## Directions for this task
Only one stretch of the data below is needed. Output the lines from the one with "repository e7036cc427809ebd" up to and including the one with "type Err = Error;", exactly as they stand.

(Data items)

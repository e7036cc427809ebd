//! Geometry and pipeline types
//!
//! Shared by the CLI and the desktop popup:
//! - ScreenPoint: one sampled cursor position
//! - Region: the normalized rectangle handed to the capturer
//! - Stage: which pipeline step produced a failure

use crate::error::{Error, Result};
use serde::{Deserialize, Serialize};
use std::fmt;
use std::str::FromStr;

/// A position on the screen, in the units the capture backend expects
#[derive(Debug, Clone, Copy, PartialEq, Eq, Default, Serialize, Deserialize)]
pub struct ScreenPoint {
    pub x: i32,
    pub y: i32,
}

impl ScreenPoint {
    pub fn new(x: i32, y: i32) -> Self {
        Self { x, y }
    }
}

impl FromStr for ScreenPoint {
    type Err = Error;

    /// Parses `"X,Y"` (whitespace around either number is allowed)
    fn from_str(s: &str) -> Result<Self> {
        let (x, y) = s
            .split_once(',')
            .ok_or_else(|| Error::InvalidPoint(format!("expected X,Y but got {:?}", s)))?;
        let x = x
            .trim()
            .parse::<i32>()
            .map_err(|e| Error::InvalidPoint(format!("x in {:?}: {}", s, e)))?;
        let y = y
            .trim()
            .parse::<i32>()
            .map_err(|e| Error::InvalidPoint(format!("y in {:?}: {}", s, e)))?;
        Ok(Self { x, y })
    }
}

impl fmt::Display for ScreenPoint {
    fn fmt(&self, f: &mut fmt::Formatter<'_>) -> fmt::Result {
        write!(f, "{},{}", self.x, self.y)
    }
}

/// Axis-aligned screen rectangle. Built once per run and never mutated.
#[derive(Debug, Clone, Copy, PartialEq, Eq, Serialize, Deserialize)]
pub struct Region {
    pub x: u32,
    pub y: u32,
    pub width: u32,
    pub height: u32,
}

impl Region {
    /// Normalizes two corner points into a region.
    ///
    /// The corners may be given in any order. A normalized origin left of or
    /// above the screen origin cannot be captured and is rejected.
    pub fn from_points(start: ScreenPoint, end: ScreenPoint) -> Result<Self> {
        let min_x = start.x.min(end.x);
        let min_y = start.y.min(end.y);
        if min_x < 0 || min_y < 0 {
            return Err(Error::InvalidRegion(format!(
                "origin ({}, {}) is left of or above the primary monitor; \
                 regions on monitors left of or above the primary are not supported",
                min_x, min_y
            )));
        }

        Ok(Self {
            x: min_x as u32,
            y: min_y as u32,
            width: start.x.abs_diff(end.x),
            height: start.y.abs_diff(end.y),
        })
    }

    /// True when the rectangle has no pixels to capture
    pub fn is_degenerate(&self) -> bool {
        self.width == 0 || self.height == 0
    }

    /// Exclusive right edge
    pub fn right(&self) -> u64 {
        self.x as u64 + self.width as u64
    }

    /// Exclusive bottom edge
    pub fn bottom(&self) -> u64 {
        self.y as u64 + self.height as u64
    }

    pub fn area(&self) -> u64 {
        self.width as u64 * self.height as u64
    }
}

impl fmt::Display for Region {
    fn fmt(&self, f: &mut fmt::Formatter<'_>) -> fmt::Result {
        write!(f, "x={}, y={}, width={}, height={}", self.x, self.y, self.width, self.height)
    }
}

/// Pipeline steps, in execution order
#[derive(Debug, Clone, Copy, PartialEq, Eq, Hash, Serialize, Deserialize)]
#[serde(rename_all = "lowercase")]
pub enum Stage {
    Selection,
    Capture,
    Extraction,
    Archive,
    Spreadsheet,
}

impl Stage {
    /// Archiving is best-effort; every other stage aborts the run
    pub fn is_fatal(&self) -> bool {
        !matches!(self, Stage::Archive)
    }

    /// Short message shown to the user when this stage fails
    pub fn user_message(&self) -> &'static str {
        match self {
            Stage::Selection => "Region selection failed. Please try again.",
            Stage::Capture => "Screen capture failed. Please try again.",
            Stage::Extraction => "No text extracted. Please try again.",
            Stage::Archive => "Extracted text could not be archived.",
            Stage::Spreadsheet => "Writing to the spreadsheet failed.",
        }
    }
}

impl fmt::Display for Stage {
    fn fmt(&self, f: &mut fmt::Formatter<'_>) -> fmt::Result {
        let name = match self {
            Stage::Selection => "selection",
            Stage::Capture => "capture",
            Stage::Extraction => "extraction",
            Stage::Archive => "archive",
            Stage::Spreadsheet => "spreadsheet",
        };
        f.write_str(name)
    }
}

...

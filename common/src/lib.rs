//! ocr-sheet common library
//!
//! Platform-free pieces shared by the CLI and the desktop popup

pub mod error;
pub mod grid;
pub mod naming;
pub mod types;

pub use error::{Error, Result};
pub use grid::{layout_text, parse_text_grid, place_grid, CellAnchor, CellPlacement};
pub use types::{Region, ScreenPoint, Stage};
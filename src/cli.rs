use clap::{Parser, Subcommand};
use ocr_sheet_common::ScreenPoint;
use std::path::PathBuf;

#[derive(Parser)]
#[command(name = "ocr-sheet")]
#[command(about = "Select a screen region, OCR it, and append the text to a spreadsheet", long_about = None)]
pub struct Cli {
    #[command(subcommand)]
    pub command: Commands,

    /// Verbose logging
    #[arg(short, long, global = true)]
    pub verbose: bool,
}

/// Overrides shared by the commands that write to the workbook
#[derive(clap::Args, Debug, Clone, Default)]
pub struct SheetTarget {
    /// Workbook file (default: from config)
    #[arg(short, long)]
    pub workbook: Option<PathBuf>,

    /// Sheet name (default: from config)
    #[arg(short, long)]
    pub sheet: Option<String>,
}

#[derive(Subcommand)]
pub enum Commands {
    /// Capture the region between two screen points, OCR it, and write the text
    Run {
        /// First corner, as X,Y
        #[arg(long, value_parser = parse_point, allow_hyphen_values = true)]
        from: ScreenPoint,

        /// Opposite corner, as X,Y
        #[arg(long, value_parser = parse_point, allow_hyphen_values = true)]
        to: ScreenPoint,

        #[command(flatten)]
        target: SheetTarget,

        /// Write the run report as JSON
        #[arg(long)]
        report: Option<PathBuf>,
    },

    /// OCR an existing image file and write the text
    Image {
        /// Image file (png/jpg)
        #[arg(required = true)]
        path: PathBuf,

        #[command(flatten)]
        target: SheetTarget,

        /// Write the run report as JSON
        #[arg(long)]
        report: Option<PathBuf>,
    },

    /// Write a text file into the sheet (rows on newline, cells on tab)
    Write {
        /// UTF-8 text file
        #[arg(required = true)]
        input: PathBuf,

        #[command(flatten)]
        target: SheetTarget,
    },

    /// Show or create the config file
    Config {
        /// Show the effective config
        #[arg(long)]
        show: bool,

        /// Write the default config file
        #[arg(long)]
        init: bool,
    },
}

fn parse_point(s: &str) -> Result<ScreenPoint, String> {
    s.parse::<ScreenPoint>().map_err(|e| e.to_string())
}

...

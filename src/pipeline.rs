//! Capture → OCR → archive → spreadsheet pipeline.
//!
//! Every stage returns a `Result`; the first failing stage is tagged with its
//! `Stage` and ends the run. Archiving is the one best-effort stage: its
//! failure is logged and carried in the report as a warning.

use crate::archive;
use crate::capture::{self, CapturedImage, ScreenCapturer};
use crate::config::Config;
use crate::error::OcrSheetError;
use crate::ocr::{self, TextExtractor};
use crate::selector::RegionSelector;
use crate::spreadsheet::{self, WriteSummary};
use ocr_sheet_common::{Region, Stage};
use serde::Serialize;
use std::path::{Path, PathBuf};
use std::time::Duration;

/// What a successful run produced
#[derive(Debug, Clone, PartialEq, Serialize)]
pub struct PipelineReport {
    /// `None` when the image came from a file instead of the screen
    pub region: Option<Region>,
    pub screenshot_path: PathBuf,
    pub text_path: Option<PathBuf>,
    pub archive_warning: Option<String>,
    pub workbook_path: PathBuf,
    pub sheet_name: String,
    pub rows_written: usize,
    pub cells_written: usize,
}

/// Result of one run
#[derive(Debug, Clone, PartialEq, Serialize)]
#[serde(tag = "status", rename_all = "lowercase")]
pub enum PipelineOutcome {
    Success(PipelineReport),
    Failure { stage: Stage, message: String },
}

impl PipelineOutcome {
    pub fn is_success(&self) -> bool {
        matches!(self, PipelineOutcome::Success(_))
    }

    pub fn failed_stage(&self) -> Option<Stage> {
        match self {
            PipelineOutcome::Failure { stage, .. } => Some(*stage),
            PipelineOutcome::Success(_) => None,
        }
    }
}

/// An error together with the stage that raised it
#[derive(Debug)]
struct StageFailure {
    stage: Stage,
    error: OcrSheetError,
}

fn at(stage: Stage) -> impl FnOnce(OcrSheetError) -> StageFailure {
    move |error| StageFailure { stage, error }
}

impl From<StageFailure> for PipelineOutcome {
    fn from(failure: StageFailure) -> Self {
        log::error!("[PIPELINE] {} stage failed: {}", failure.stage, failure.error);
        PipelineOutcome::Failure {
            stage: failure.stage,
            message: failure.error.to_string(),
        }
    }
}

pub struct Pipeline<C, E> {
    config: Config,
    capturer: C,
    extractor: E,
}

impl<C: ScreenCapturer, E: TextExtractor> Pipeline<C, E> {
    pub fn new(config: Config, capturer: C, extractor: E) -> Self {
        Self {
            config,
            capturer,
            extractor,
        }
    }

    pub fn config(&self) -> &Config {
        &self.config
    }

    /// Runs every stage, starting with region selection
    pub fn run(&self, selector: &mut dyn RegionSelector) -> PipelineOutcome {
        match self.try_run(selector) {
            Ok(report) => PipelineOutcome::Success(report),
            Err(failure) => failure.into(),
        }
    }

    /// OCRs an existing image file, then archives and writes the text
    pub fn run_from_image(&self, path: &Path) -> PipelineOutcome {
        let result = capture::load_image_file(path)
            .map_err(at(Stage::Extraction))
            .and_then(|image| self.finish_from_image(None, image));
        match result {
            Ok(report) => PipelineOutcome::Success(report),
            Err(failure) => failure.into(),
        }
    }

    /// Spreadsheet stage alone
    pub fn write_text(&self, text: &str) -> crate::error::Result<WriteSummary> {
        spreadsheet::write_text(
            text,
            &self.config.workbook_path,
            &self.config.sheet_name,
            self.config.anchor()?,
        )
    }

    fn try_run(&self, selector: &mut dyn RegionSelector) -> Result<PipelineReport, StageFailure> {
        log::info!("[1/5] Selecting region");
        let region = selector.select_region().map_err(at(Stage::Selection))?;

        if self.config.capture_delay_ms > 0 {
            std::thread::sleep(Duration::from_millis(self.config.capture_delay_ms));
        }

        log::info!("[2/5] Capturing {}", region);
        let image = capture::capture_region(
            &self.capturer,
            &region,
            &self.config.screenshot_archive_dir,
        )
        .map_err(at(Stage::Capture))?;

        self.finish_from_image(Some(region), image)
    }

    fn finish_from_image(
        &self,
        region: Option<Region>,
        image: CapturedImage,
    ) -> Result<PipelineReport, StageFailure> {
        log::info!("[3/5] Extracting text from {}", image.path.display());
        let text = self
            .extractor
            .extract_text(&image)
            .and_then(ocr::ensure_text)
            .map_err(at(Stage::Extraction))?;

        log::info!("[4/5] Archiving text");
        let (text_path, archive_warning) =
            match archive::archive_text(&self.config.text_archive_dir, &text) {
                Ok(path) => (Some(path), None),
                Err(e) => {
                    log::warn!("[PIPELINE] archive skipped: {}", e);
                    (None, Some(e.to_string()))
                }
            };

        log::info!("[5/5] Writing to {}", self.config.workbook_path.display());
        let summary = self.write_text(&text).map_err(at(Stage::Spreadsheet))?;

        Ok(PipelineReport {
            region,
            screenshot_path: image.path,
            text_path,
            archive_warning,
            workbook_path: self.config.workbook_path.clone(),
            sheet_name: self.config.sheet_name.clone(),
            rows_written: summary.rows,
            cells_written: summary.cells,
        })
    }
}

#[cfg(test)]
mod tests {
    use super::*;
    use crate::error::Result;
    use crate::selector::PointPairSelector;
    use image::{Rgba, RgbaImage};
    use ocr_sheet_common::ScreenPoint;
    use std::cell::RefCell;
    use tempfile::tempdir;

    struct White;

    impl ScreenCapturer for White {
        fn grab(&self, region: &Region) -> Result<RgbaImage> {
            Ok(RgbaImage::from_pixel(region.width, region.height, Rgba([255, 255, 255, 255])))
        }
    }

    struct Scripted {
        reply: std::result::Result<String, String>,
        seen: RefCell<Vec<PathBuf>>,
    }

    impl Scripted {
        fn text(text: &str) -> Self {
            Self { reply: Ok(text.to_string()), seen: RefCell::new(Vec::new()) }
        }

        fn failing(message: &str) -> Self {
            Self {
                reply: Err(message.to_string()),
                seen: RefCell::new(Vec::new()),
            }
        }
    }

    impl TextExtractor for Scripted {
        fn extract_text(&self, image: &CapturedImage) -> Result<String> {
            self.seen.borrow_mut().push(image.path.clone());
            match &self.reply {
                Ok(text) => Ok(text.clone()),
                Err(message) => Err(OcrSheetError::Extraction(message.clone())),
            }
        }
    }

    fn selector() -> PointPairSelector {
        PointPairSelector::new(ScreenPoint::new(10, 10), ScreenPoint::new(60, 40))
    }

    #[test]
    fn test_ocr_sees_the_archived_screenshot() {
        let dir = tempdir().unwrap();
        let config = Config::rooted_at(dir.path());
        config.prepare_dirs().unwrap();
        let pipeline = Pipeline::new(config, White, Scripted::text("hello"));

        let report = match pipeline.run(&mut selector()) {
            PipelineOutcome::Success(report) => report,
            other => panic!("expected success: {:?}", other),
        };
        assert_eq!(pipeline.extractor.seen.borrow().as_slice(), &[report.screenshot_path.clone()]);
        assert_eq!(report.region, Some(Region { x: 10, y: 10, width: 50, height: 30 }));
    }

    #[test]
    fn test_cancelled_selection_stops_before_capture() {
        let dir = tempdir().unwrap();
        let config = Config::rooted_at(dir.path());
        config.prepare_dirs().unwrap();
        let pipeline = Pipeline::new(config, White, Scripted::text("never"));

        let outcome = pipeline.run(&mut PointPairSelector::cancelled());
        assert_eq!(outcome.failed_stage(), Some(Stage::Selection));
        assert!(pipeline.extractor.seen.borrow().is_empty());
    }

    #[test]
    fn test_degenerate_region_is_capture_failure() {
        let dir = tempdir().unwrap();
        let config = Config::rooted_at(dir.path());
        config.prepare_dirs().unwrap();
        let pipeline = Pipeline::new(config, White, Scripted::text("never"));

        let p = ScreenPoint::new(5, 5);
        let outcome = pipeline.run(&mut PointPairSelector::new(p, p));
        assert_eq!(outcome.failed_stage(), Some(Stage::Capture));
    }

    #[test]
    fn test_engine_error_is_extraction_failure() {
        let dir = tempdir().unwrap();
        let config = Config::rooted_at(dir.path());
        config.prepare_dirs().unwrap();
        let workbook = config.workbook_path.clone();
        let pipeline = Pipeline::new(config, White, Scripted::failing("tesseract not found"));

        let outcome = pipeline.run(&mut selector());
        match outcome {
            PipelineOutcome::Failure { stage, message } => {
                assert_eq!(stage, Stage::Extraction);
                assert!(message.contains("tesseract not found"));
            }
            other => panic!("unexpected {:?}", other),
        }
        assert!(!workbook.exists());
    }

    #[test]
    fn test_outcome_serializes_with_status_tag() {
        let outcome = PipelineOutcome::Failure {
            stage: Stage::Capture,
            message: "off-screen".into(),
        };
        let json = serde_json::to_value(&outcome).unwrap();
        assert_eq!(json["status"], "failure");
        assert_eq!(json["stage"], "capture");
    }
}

## Solution for this problem
repository e7036cc427809ebd
//! Geometry and pipeline types
//!
//! Shared by the CLI and the desktop popup:
//! - ScreenPoint: one sampled cursor position
//! - Region: the normalized rectangle handed to the capturer
//! - Stage: which pipeline step produced a failure

use crate::error::{Error, Result};
use serde::{Deserialize, Serialize};
use std::fmt;
use std::str::FromStr;

/// A position on the screen, in the units the capture backend expects
#[derive(Debug, Clone, Copy, PartialEq, Eq, Default, Serialize, Deserialize)]
pub struct ScreenPoint {
    pub x: i32,
    pub y: i32,
}

impl ScreenPoint {
    pub fn new(x: i32, y: i32) -> Self {
        Self { x, y }
    }
}

impl FromStr for ScreenPoint {
    type Err = Error;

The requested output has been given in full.